Judge denies defense’s mistrial request in Tyco case

79-year-old juror's gesture draws scrutiny

? An uproar over an apparently pro-defense holdout on the jury brought the grand-larceny case against two former Tyco executives dangerously close to a mistrial Monday before the judge sent the jurors back into deliberations.

“It seems to me that it would be inappropriate to declare a mistrial when all 12 jurors, who have devoted six months of their lives to this trial, are prepared to continue,” Judge Michael Obus said in denying a defense request for a mistrial.

Obus said he had spoken with the juror, a 79-year-old woman who has been identified by name in several news reports, and that she had assured him that “nothing that has happened will, from her point of view, prevent her from deliberating in good conscience with the other jurors.”

After resuming deliberations, jurors sent a note asking to see a company memo, and they asked the judge to repeat some instructions.

“Much water has passed under the bridge since last Thursday, and we would like our recollections refreshed,” the jurors wrote.

They later finished deliberating for the day without reaching a verdict and were to continue today. It was their eighth day of deliberations.

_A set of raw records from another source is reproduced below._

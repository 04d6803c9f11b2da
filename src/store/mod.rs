//! Durable multi-collection local store with versioned, additive schema.
//!
//! The store is a best-effort accelerator, not the record of truth: when the
//! backing database cannot be opened at all, [`open_or_noop`] degrades to a
//! [`NoopStore`] whose reads are empty and whose writes are discarded, and the
//! rest of the engine keeps running against the remote service alone.

mod schema;
mod sqlite;

pub use schema::SCHEMA_VERSION;
pub use sqlite::SqliteStore;

use std::path::Path;
use std::sync::Arc;

use chrono::Utc;
use color_eyre::Result;
use tracing::warn;

use crate::outbox::OutboxItem;

/// Current time as epoch millis, the timestamp unit used throughout the store.
pub(crate) fn now_millis() -> i64 {
  Utc::now().timestamp_millis()
}

/// One serialized entity as persisted in a cache collection.
#[derive(Debug, Clone)]
pub struct EntityRow {
  /// Natural identifier of the remote record
  pub entity_id: String,
  /// Mandatory partition key; tenant-scoped queries go through this
  pub tenant_id: String,
  /// Optional foreign-key index value (e.g. student id, section id)
  pub secondary_key: Option<String>,
  /// Serialized entity snapshot
  pub data: Vec<u8>,
  /// When the snapshot was cached (epoch millis)
  pub cached_at: i64,
}

/// Freshness bookkeeping for one collection, overwritten on every bulk
/// population. Diagnostic only; correctness never depends on it.
#[derive(Debug, Clone, PartialEq, Eq)]
pub struct SyncMetadata {
  pub collection: String,
  pub last_sync_at: i64,
  pub item_count: i64,
}

/// Trait for local store backends.
///
/// All operations are collection-level and independently atomic; the engine
/// never needs cross-collection transactions because the outbox and the entity
/// cache are deliberately decoupled.
pub trait StoreBackend: Send + Sync {
  /// Upsert a batch of entities into a collection as one logical write.
  fn put_entities(&self, collection: &str, rows: &[EntityRow]) -> Result<()>;

  /// All entities in a collection for one tenant, via the tenant index.
  fn entities_by_tenant(&self, collection: &str, tenant_id: &str) -> Result<Vec<EntityRow>>;

  /// All entities in a collection matching a secondary index value. The rows
  /// still carry their tenant id; callers must filter by tenant themselves.
  fn entities_by_secondary(&self, collection: &str, secondary_key: &str) -> Result<Vec<EntityRow>>;

  /// Drop every cached entity and all sync metadata. The outbox is untouched.
  fn clear_entities(&self) -> Result<()>;

  /// Insert a freshly enqueued outbox item.
  fn insert_outbox(&self, item: &OutboxItem) -> Result<()>;

  /// All outbox items with `synced = false`, in unspecified order.
  fn pending_outbox(&self) -> Result<Vec<OutboxItem>>;

  /// Every outbox item, synced or not.
  fn all_outbox(&self) -> Result<Vec<OutboxItem>>;

  /// Set `synced = true` for an item and record the confirmation time.
  /// Returns false if the id is unknown. Marking an already-synced item again
  /// is a no-op.
  fn mark_outbox_synced(&self, id: &str) -> Result<bool>;

  /// Increment an item's retry count and record the latest error message.
  /// Returns false if the id is unknown.
  fn bump_outbox_retry(&self, id: &str, error: Option<&str>) -> Result<bool>;

  /// Zero an unsynced item's retry count and clear its error, putting it back
  /// in the retry budget. Returns false if the id is unknown or already synced.
  fn reset_outbox_retry(&self, id: &str) -> Result<bool>;

  /// Delete synced items whose confirmation time is older than the cutoff.
  /// Returns the number of rows removed.
  fn delete_synced_outbox_before(&self, cutoff_millis: i64) -> Result<usize>;

  /// Overwrite the metadata row for a collection.
  fn put_metadata(&self, meta: &SyncMetadata) -> Result<()>;

  /// Metadata for a collection, if it has ever been populated.
  fn get_metadata(&self, collection: &str) -> Result<Option<SyncMetadata>>;
}

/// Store used when persistent storage is unavailable (quota exhaustion,
/// restricted environments). Reads are empty, writes are discarded.
pub struct NoopStore;

impl StoreBackend for NoopStore {
  fn put_entities(&self, _collection: &str, _rows: &[EntityRow]) -> Result<()> {
    Ok(())
  }

  fn entities_by_tenant(&self, _collection: &str, _tenant_id: &str) -> Result<Vec<EntityRow>> {
    Ok(Vec::new())
  }

  fn entities_by_secondary(
    &self,
    _collection: &str,
    _secondary_key: &str,
  ) -> Result<Vec<EntityRow>> {
    Ok(Vec::new())
  }

  fn clear_entities(&self) -> Result<()> {
    Ok(())
  }

  fn insert_outbox(&self, _item: &OutboxItem) -> Result<()> {
    Ok(())
  }

  fn pending_outbox(&self) -> Result<Vec<OutboxItem>> {
    Ok(Vec::new())
  }

  fn all_outbox(&self) -> Result<Vec<OutboxItem>> {
    Ok(Vec::new())
  }

  fn mark_outbox_synced(&self, _id: &str) -> Result<bool> {
    Ok(false)
  }

  fn bump_outbox_retry(&self, _id: &str, _error: Option<&str>) -> Result<bool> {
    Ok(false)
  }

  fn reset_outbox_retry(&self, _id: &str) -> Result<bool> {
    Ok(false)
  }

  fn delete_synced_outbox_before(&self, _cutoff_millis: i64) -> Result<usize> {
    Ok(0)
  }

  fn put_metadata(&self, _meta: &SyncMetadata) -> Result<()> {
    Ok(())
  }

  fn get_metadata(&self, _collection: &str) -> Result<Option<SyncMetadata>> {
    Ok(None)
  }
}

/// Open the store at the given path, degrading to [`NoopStore`] if the backend
/// cannot be opened. Open failure is a warning, never a hard error.
pub fn open_or_noop(path: &Path) -> Arc<dyn StoreBackend> {
  match SqliteStore::open(path) {
    Ok(store) => Arc::new(store),
    Err(e) => {
      warn!(
        path = %path.display(),
        error = %e,
        "local store unavailable, running without persistence"
      );
      Arc::new(NoopStore)
    }
  }
}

The trial against former Tyco International chief L. Dennis Kozlowski and former chief financial officer Mark Swartz was thrown into turmoil last week when jurors told the judge that the atmosphere in the jury room had become “poisonous.” A note to the judge said the source of the acrimony was a juror who “does not have an open mind” and had “stopped deliberating in a good faith.”

The juror drew intense scrutiny over the weekend when some news organizations reported that she had made an “OK” gesture toward the defense while walking to the jury box Friday.

On Saturday, the New York Post featured a sketch on its front page depicting her making an “OK” gesture. It called the woman “Ms. Trial,” a “paranoid socialite” and a “batty blueblood.”

Exactly what gesture Juror No. 4 made, or whether she intended to make a gesture at all, was still in dispute. Defense lawyers and prosecutors said they had never seen the gesture. An Associated Press reporter witnessed the gesture but did not interpret it as an “OK” sign.

On Monday, while sitting in the jury box, the juror repeatedly brushed at her hair, her fingers crooked.

Regardless of the intent of her gesture, the defense argued that the media coverage — along with the 11 other jurors — had placed unfair pressure on the juror to reach a conviction.